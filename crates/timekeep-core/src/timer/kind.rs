use std::fmt;
use std::str::FromStr;

use serde::{Deserialize, Serialize};

/// One of the ten supported timer variants.
#[derive(Debug, Clone, Copy, PartialEq, Eq, PartialOrd, Ord, Hash, Serialize, Deserialize)]
#[serde(rename_all = "snake_case")]
pub enum TimerKind {
    Stopwatch,
    Countdown,
    Interval,
    Pomodoro,
    Egg,
    Bomb,
    Meditation,
    Basketball,
    Hockey,
    Presentation,
}

impl TimerKind {
    pub const ALL: [TimerKind; 10] = [
        TimerKind::Stopwatch,
        TimerKind::Countdown,
        TimerKind::Interval,
        TimerKind::Pomodoro,
        TimerKind::Egg,
        TimerKind::Bomb,
        TimerKind::Meditation,
        TimerKind::Basketball,
        TimerKind::Hockey,
        TimerKind::Presentation,
    ];

    pub fn as_str(&self) -> &'static str {
        match self {
            TimerKind::Stopwatch => "stopwatch",
            TimerKind::Countdown => "countdown",
            TimerKind::Interval => "interval",
            TimerKind::Pomodoro => "pomodoro",
            TimerKind::Egg => "egg",
            TimerKind::Bomb => "bomb",
            TimerKind::Meditation => "meditation",
            TimerKind::Basketball => "basketball",
            TimerKind::Hockey => "hockey",
            TimerKind::Presentation => "presentation",
        }
    }

    /// Human-readable name used in notifications and views.
    pub fn label(&self) -> &'static str {
        match self {
            TimerKind::Stopwatch => "Stopwatch",
            TimerKind::Countdown => "Countdown",
            TimerKind::Interval => "Interval Timer",
            TimerKind::Pomodoro => "Pomodoro",
            TimerKind::Egg => "Egg Timer",
            TimerKind::Bomb => "Bomb Timer",
            TimerKind::Meditation => "Meditation",
            TimerKind::Basketball => "Basketball",
            TimerKind::Hockey => "Hockey",
            TimerKind::Presentation => "Presentation",
        }
    }
}

/// Named phase a multi-phase timer can move into.
#[derive(Debug, Clone, Copy, PartialEq, Eq, Serialize, Deserialize)]
#[serde(rename_all = "snake_case")]
pub enum Phase {
    Work,
    Rest,
    ShortBreak,
    LongBreak,
    BreatheIn,
    Hold,
    BreatheOut,
}

impl Phase {
    pub fn label(&self) -> &'static str {
        match self {
            Phase::Work => "Work",
            Phase::Rest => "Rest",
            Phase::ShortBreak => "Short Break",
            Phase::LongBreak => "Long Break",
            Phase::BreatheIn => "Breathe In",
            Phase::Hold => "Hold",
            Phase::BreatheOut => "Breathe Out",
        }
    }
}

impl fmt::Display for TimerKind {
    fn fmt(&self, f: &mut fmt::Formatter<'_>) -> fmt::Result {
        f.write_str(self.as_str())
    }
}

impl FromStr for TimerKind {
    type Err = String;

    fn from_str(s: &str) -> Result<Self, Self::Err> {
        let normalized = s.trim().to_ascii_lowercase().replace('-', "_");
        match normalized.as_str() {
            "egg_timer" => return Ok(TimerKind::Egg),
            "bomb_timer" => return Ok(TimerKind::Bomb),
            _ => {}
        }
        TimerKind::ALL
            .iter()
            .copied()
            .find(|k| k.as_str() == normalized)
            .ok_or_else(|| format!("unknown timer kind: {s}"))
    }
}

#[cfg(test)]
mod tests {
    use super::*;

    #[test]
    fn parses_aliases() {
        assert_eq!("egg-timer".parse::<TimerKind>().unwrap(), TimerKind::Egg);
        assert_eq!("Bomb".parse::<TimerKind>().unwrap(), TimerKind::Bomb);
        assert!("lap".parse::<TimerKind>().is_err());
    }

    #[test]
    fn serializes_snake_case() {
        let json = serde_json::to_string(&TimerKind::Presentation).unwrap();
        assert_eq!(json, "\"presentation\"");
    }
}
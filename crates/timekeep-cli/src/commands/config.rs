use clap::Subcommand;
use timekeep_core::Config;

use super::print_json;

#[derive(Subcommand)]
pub enum ConfigAction {
    /// Get a config value
    Get {
        /// Config key (e.g. "engine.tick_interval_ms", "server.port")
        key: String,
    },
    /// Set a config value
    Set {
        /// Config key
        key: String,
        /// New value
        value: String,
    },
    /// List all config values
    List,
    /// Reset config to defaults
    Reset,
}

pub fn run(action: ConfigAction) -> Result<(), Box<dyn std::error::Error>> {
    match action {
        ConfigAction::Get { key } => {
            let config = Config::load_or_default();
            match config.get(&key) {
                Some(value) => println!("{value}"),
                None => return Err(format!("unknown key: {key}").into()),
            }
        }
        ConfigAction::Set { key, value } => {
            let mut config = Config::load_or_default();
            config.set(&key, &value)?;
            println!("ok");
        }
        ConfigAction::List => print_json(&Config::load_or_default())?,
        ConfigAction::Reset => {
            Config::default().save()?;
            println!("config reset to defaults");
        }
    }
    Ok(())
}
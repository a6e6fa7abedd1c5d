//! HTTP endpoint handlers

use std::sync::Arc;

use axum::{
    extract::{Path, State},
    http::{header, StatusCode, Uri},
    response::{IntoResponse, Json, Redirect, Response},
};
use chrono::{DateTime, Utc};
use serde::Serialize;
use tracing::{debug, info, warn};

use super::{ApiState, TimerStateRecord};
use crate::routes::Route;
use crate::worker::cache::CacheStrategy;

#[derive(Debug, Serialize)]
pub struct HealthResponse {
    pub status: &'static str,
    pub timestamp: DateTime<Utc>,
}

/// Handle GET /api/health
pub async fn health_handler() -> Json<HealthResponse> {
    Json(HealthResponse {
        status: "ok",
        timestamp: Utc::now(),
    })
}

/// Handle GET /api/timer-states
pub async fn list_states_handler(
    State(state): State<Arc<ApiState>>,
) -> Json<Vec<TimerStateRecord>> {
    Json(state.registry.list())
}

/// Handle POST /api/timer-states
pub async fn create_state_handler(
    State(state): State<Arc<ApiState>>,
    Json(body): Json<serde_json::Value>,
) -> Result<(StatusCode, Json<TimerStateRecord>), StatusCode> {
    match state.registry.create(body) {
        Some(record) => {
            info!(id = %record.id, "timer state created");
            Ok((StatusCode::CREATED, Json(record)))
        }
        None => {
            warn!("registry lock poisoned");
            Err(StatusCode::INTERNAL_SERVER_ERROR)
        }
    }
}

/// Handle GET /api/timer-states/:id
pub async fn get_state_handler(
    State(state): State<Arc<ApiState>>,
    Path(id): Path<String>,
) -> Result<Json<TimerStateRecord>, StatusCode> {
    state.registry.get(&id).map(Json).ok_or(StatusCode::NOT_FOUND)
}

/// Handle PUT /api/timer-states/:id
pub async fn update_state_handler(
    State(state): State<Arc<ApiState>>,
    Path(id): Path<String>,
    Json(body): Json<serde_json::Value>,
) -> Result<Json<TimerStateRecord>, StatusCode> {
    state
        .registry
        .update(&id, body)
        .map(Json)
        .ok_or(StatusCode::NOT_FOUND)
}

/// Handle DELETE /api/timer-states/:id
pub async fn delete_state_handler(
    State(state): State<Arc<ApiState>>,
    Path(id): Path<String>,
) -> StatusCode {
    match state.registry.remove(&id) {
        Some(_) => StatusCode::NO_CONTENT,
        None => StatusCode::NOT_FOUND,
    }
}

fn content_type(path: &str) -> &'static str {
    let ext = path.rsplit('.').next().unwrap_or_default();
    match ext {
        "js" => "text/javascript",
        "css" => "text/css",
        "png" => "image/png",
        "svg" => "image/svg+xml",
        "ico" => "image/x-icon",
        "woff2" => "font/woff2",
        "json" => "application/json",
        _ => "text/html; charset=utf-8",
    }
}

/// Static files for everything outside `/api`. Page paths serve the app
/// shell; unknown pages redirect home.
pub async fn asset_handler(State(state): State<Arc<ApiState>>, uri: Uri) -> Response {
    let Some(assets) = &state.assets else {
        return StatusCode::NOT_FOUND.into_response();
    };
    let path = uri.path();
    if path.starts_with("/api/") {
        return StatusCode::NOT_FOUND.into_response();
    }

    let (fetch_path, mime) = match CacheStrategy::for_path(path) {
        CacheStrategy::CacheFirst => (path, content_type(path)),
        CacheStrategy::NetworkFirst => {
            if Route::parse(path).is_none() {
                return Redirect::temporary(Route::Home.path()).into_response();
            }
            ("/", content_type("index.html"))
        }
    };

    let served = match assets.lock() {
        Ok(mut guard) => {
            let (cache, origin) = &mut *guard;
            cache.handle(fetch_path, origin)
        }
        Err(_) => None,
    };
    match served {
        Some((body, source)) => {
            debug!(path, ?source, "asset served");
            ([(header::CONTENT_TYPE, mime)], body).into_response()
        }
        None => StatusCode::NOT_FOUND.into_response(),
    }
}

#[cfg(test)]
mod tests {
    use super::*;
    use crate::api::create_router;
    use axum::body::{to_bytes, Body};
    use axum::http::Request;
    use tower::ServiceExt;

    fn request(method: &str, uri: &str, body: Option<&str>) -> Request<Body> {
        let builder = Request::builder().method(method).uri(uri);
        match body {
            Some(json) => builder
                .header(header::CONTENT_TYPE, "application/json")
                .body(Body::from(json.to_string()))
                .unwrap(),
            None => builder.body(Body::empty()).unwrap(),
        }
    }

    async fn json_body(response: Response) -> serde_json::Value {
        let bytes = to_bytes(response.into_body(), usize::MAX).await.unwrap();
        serde_json::from_slice(&bytes).unwrap()
    }

    #[tokio::test]
    async fn health_is_ok() {
        let app = create_router(Arc::new(ApiState::new()));
        let response = app.oneshot(request("GET", "/api/health", None)).await.unwrap();
        assert_eq!(response.status(), StatusCode::OK);
        assert_eq!(json_body(response).await["status"], "ok");
    }

    #[tokio::test]
    async fn timer_state_lifecycle() {
        let state = Arc::new(ApiState::new());
        let app = create_router(state.clone());

        let response = app
            .clone()
            .oneshot(request("POST", "/api/timer-states", Some(r#"{"kind":"egg"}"#)))
            .await
            .unwrap();
        assert_eq!(response.status(), StatusCode::CREATED);
        let id = json_body(response).await["id"].as_str().unwrap().to_string();

        let uri = format!("/api/timer-states/{id}");
        let response = app
            .clone()
            .oneshot(request("PUT", &uri, Some(r#"{"kind":"bomb"}"#)))
            .await
            .unwrap();
        assert_eq!(json_body(response).await["state"]["kind"], "bomb");

        let response = app
            .clone()
            .oneshot(request("GET", "/api/timer-states", None))
            .await
            .unwrap();
        assert_eq!(json_body(response).await.as_array().unwrap().len(), 1);

        let response = app.clone().oneshot(request("DELETE", &uri, None)).await.unwrap();
        assert_eq!(response.status(), StatusCode::NO_CONTENT);
        let response = app.oneshot(request("GET", &uri, None)).await.unwrap();
        assert_eq!(response.status(), StatusCode::NOT_FOUND);
        assert!(state.registry.list().is_empty());
    }

    #[tokio::test]
    async fn pages_serve_shell_and_unknown_pages_redirect() {
        let dir = tempfile::tempdir().unwrap();
        std::fs::write(dir.path().join("index.html"), "<html>shell</html>").unwrap();
        std::fs::write(dir.path().join("app.js"), "console.log(1)").unwrap();
        let app = create_router(Arc::new(ApiState::new().with_assets(dir.path())));

        let response = app.clone().oneshot(request("GET", "/pomodoro", None)).await.unwrap();
        assert_eq!(response.status(), StatusCode::OK);
        let body = to_bytes(response.into_body(), usize::MAX).await.unwrap();
        assert_eq!(&body[..], b"<html>shell</html>");

        let response = app.clone().oneshot(request("GET", "/app.js", None)).await.unwrap();
        assert_eq!(
            response.headers()[header::CONTENT_TYPE],
            "text/javascript"
        );

        let response = app.oneshot(request("GET", "/nowhere", None)).await.unwrap();
        assert_eq!(response.status(), StatusCode::TEMPORARY_REDIRECT);
        assert_eq!(response.headers()[header::LOCATION], "/");
    }
}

* [TASK DIRECTIONS] Which of the lines in the material above contain "image"? Copy each one out.

* [FINAL ANSWER]
        "png" => "image/png",
        "svg" => "image/svg+xml",
        "ico" => "image/x-icon",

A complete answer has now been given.